* [Task statement]:
A word-for-word transcript of every entry is required.

Records from a collection
-.-.-
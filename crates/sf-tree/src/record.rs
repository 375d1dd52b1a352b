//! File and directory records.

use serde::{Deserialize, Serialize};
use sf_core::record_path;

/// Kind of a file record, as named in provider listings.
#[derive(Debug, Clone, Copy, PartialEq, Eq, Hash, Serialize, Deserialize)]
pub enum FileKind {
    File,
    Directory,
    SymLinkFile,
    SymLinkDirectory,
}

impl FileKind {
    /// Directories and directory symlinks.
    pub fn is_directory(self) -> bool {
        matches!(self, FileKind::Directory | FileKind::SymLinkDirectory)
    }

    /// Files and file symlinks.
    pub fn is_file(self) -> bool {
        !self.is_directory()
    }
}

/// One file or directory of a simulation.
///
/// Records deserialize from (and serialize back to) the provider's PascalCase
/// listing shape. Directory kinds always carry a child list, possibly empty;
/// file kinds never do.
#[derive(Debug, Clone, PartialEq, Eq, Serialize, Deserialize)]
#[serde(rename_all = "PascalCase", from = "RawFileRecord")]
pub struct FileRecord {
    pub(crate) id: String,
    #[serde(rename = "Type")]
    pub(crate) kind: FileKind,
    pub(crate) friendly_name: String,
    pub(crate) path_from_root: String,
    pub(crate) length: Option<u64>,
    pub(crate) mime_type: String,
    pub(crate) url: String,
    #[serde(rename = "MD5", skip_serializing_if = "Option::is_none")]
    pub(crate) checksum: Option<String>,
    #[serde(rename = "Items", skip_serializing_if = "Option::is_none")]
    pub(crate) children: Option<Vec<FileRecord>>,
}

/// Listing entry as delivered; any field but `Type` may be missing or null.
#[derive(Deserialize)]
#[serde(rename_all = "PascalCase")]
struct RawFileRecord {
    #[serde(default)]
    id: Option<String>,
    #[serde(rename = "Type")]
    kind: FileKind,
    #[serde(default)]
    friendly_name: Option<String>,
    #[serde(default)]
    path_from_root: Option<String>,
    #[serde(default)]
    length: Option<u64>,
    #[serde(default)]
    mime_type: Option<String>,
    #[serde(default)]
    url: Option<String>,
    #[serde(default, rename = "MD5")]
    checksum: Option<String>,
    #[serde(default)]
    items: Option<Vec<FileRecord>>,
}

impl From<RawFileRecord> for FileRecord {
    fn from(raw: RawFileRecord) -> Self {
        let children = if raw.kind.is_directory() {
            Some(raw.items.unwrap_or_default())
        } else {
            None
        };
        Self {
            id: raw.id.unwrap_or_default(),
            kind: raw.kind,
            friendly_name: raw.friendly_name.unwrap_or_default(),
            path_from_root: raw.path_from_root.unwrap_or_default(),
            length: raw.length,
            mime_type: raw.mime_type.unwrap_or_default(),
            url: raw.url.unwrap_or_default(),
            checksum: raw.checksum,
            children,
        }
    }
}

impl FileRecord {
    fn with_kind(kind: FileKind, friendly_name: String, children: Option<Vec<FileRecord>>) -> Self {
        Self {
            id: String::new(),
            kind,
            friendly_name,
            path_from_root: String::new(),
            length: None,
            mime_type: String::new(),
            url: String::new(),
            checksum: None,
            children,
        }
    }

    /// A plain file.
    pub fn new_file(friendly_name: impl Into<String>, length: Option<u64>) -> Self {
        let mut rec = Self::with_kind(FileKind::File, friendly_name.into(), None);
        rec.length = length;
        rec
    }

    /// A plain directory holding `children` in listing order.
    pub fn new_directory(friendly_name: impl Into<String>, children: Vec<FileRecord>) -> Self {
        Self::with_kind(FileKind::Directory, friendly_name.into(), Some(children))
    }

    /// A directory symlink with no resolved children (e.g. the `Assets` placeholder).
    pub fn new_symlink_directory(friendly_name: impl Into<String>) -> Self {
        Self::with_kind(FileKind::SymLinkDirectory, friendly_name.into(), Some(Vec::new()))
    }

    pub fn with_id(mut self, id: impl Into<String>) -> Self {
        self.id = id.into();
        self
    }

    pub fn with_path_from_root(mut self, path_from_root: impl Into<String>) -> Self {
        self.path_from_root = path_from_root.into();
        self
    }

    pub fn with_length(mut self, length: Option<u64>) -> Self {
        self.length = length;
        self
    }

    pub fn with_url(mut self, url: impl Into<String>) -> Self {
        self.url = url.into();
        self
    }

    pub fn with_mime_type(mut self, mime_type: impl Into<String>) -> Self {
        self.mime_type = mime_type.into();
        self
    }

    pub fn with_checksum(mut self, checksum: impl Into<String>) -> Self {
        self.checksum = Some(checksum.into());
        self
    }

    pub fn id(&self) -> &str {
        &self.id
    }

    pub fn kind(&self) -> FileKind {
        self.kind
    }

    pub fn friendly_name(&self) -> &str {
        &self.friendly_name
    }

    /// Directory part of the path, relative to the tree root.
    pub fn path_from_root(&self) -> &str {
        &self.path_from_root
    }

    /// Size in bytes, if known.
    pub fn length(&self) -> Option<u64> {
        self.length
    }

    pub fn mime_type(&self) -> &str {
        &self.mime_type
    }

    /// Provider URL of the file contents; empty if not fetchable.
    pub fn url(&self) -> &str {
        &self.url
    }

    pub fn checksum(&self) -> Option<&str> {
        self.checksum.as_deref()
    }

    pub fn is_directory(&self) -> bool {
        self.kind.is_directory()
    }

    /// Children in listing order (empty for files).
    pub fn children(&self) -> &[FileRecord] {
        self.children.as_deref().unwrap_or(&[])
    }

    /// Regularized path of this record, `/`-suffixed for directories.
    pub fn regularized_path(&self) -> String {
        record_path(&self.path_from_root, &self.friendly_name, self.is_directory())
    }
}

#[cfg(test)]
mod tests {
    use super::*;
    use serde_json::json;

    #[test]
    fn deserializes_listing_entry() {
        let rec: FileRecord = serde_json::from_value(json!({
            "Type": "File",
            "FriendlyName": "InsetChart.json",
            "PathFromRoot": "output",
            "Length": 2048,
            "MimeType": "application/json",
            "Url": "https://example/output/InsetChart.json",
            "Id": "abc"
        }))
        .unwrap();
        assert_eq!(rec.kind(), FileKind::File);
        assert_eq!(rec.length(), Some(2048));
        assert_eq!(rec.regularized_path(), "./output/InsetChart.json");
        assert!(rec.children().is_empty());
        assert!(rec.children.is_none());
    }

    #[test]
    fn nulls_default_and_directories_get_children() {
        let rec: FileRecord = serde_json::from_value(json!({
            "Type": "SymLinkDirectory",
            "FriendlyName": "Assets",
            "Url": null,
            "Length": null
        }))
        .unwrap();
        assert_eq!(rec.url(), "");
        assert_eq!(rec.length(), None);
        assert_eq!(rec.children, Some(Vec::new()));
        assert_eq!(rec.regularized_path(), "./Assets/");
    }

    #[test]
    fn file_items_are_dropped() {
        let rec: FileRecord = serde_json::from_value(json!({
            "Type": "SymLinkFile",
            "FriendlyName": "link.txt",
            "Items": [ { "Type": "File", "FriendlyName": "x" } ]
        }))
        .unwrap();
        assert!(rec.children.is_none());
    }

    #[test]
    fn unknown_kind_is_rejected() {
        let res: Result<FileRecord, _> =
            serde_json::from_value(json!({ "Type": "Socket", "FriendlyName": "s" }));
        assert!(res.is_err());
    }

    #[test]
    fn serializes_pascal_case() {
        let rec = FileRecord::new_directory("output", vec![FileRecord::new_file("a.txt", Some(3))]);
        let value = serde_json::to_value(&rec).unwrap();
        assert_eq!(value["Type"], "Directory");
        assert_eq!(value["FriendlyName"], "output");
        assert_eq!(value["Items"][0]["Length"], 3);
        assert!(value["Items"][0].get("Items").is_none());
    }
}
-.-.-
* [Result of this task]:
filename crates/sf-tree/src/record.rs
repository 375d1dd52b1a352b
//! File and directory records.

use serde::{Deserialize, Serialize};
use sf_core::record_path;

/// Kind of a file record, as named in provider listings.
#[derive(Debug, Clone, Copy, PartialEq, Eq, Hash, Serialize, Deserialize)]
pub enum FileKind {
    File,
    Directory,
    SymLinkFile,
    SymLinkDirectory,
}

impl FileKind {
    /// Directories and directory symlinks.
    pub fn is_directory(self) -> bool {
        matches!(self, FileKind::Directory | FileKind::SymLinkDirectory)
    }

    /// Files and file symlinks.
    pub fn is_file(self) -> bool {
        !self.is_directory()
    }
}

/// One file or directory of a simulation.
///
/// Records deserialize from (and serialize back to) the provider's PascalCase
/// listing shape. Directory kinds always carry a child list, possibly empty;
/// file kinds never do.
#[derive(Debug, Clone, PartialEq, Eq, Serialize, Deserialize)]
#[serde(rename_all = "PascalCase", from = "RawFileRecord")]
pub struct FileRecord {
    pub(crate) id: String,
    #[serde(rename = "Type")]
    pub(crate) kind: FileKind,
    pub(crate) friendly_name: String,
    pub(crate) path_from_root: String,
    pub(crate) length: Option<u64>,
    pub(crate) mime_type: String,
    pub(crate) url: String,
    #[serde(rename = "MD5", skip_serializing_if = "Option::is_none")]
    pub(crate) checksum: Option<String>,
    #[serde(rename = "Items", skip_serializing_if = "Option::is_none")]
    pub(crate) children: Option<Vec<FileRecord>>,
}

/// Listing entry as delivered; any field but `Type` may be missing or null.
#[derive(Deserialize)]
#[serde(rename_all = "PascalCase")]
struct RawFileRecord {
    #[serde(default)]
    id: Option<String>,
    #[serde(rename = "Type")]
    kind: FileKind,
    #[serde(default)]
    friendly_name: Option<String>,
    #[serde(default)]
    path_from_root: Option<String>,
    #[serde(default)]
    length: Option<u64>,
    #[serde(default)]
    mime_type: Option<String>,
    #[serde(default)]
    url: Option<String>,
    #[serde(default, rename = "MD5")]
    checksum: Option<String>,
    #[serde(default)]
    items: Option<Vec<FileRecord>>,
}

impl From<RawFileRecord> for FileRecord {
    fn from(raw: RawFileRecord) -> Self {
        let children = if raw.kind.is_directory() {
            Some(raw.items.unwrap_or_default())
        } else {
            None
        };
        Self {
            id: raw.id.unwrap_or_default(),
            kind: raw.kind,
            friendly_name: raw.friendly_name.unwrap_or_default(),
            path_from_root: raw.path_from_root.unwrap_or_default(),
            length: raw.length,
            mime_type: raw.mime_type.unwrap_or_default(),
            url: raw.url.unwrap_or_default(),
            checksum: raw.checksum,
            children,
        }
    }
}

impl FileRecord {
    fn with_kind(kind: FileKind, friendly_name: String, children: Option<Vec<FileRecord>>) -> Self {
        Self {
            id: String::new(),
            kind,
            friendly_name,
            path_from_root: String::new(),
            length: None,
            mime_type: String::new(),
            url: String::new(),
            checksum: None,
            children,
        }
    }

    /// A plain file.
    pub fn new_file(friendly_name: impl Into<String>, length: Option<u64>) -> Self {
        let mut rec = Self::with_kind(FileKind::File, friendly_name.into(), None);
        rec.length = length;
        rec
    }

    /// A plain directory holding `children` in listing order.
    pub fn new_directory(friendly_name: impl Into<String>, children: Vec<FileRecord>) -> Self {
        Self::with_kind(FileKind::Directory, friendly_name.into(), Some(children))
    }

    /// A directory symlink with no resolved children (e.g. the `Assets` placeholder).
    pub fn new_symlink_directory(friendly_name: impl Into<String>) -> Self {
        Self::with_kind(FileKind::SymLinkDirectory, friendly_name.into(), Some(Vec::new()))
    }

    pub fn with_id(mut self, id: impl Into<String>) -> Self {
        self.id = id.into();
        self
    }

    pub fn with_path_from_root(mut self, path_from_root: impl Into<String>) -> Self {
        self.path_from_root = path_from_root.into();
        self
    }

    pub fn with_length(mut self, length: Option<u64>) -> Self {
        self.length = length;
        self
    }

    pub fn with_url(mut self, url: impl Into<String>) -> Self {
        self.url = url.into();
        self
    }

    pub fn with_mime_type(mut self, mime_type: impl Into<String>) -> Self {
        self.mime_type = mime_type.into();
        self
    }

    pub fn with_checksum(mut self, checksum: impl Into<String>) -> Self {
        self.checksum = Some(checksum.into());
        self
    }

    pub fn id(&self) -> &str {
        &self.id
    }

    pub fn kind(&self) -> FileKind {
        self.kind
    }

    pub fn friendly_name(&self) -> &str {
        &self.friendly_name
    }

    /// Directory part of the path, relative to the tree root.
    pub fn path_from_root(&self) -> &str {
        &self.path_from_root
    }

    /// Size in bytes, if known.
    pub fn length(&self) -> Option<u64> {
        self.length
    }

    pub fn mime_type(&self) -> &str {
        &self.mime_type
    }

    /// Provider URL of the file contents; empty if not fetchable.
    pub fn url(&self) -> &str {
        &self.url
    }

    pub fn checksum(&self) -> Option<&str> {
        self.checksum.as_deref()
    }

    pub fn is_directory(&self) -> bool {
        self.kind.is_directory()
    }

    /// Children in listing order (empty for files).
    pub fn children(&self) -> &[FileRecord] {
        self.children.as_deref().unwrap_or(&[])
    }

    /// Regularized path of this record, `/`-suffixed for directories.
    pub fn regularized_path(&self) -> String {
        record_path(&self.path_from_root, &self.friendly_name, self.is_directory())
    }
}

#[cfg(test)]
mod tests {
    use super::*;
    use serde_json::json;

    #[test]
    fn deserializes_listing_entry() {
        let rec: FileRecord = serde_json::from_value(json!({
            "Type": "File",
            "FriendlyName": "InsetChart.json",
            "PathFromRoot": "output",
            "Length": 2048,
            "MimeType": "application/json",
            "Url": "https://example/output/InsetChart.json",
            "Id": "abc"
        }))
        .unwrap();
        assert_eq!(rec.kind(), FileKind::File);
        assert_eq!(rec.length(), Some(2048));
        assert_eq!(rec.regularized_path(), "./output/InsetChart.json");
        assert!(rec.children().is_empty());
        assert!(rec.children.is_none());
    }

    #[test]
    fn nulls_default_and_directories_get_children() {
        let rec: FileRecord = serde_json::from_value(json!({
            "Type": "SymLinkDirectory",
            "FriendlyName": "Assets",
            "Url": null,
            "Length": null
        }))
        .unwrap();
        assert_eq!(rec.url(), "");
        assert_eq!(rec.length(), None);
        assert_eq!(rec.children, Some(Vec::new()));
        assert_eq!(rec.regularized_path(), "./Assets/");
    }

    #[test]
    fn file_items_are_dropped() {
        let rec: FileRecord = serde_json::from_value(json!({
            "Type": "SymLinkFile",
            "FriendlyName": "link.txt",
            "Items": [ { "Type": "File", "FriendlyName": "x" } ]
        }))
        .unwrap();
        assert!(rec.children.is_none());
    }

    #[test]
    fn unknown_kind_is_rejected() {
        let res: Result<FileRecord, _> =
            serde_json::from_value(json!({ "Type": "Socket", "FriendlyName": "s" }));
        assert!(res.is_err());
    }

    #[test]
    fn serializes_pascal_case() {
        let rec = FileRecord::new_directory("output", vec![FileRecord::new_file("a.txt", Some(3))]);
        let value = serde_json::to_value(&rec).unwrap();
        assert_eq!(value["Type"], "Directory");
        assert_eq!(value["FriendlyName"], "output");
        assert_eq!(value["Items"][0]["Length"], 3);
        assert!(value["Items"][0].get("Items").is_none());
    }
}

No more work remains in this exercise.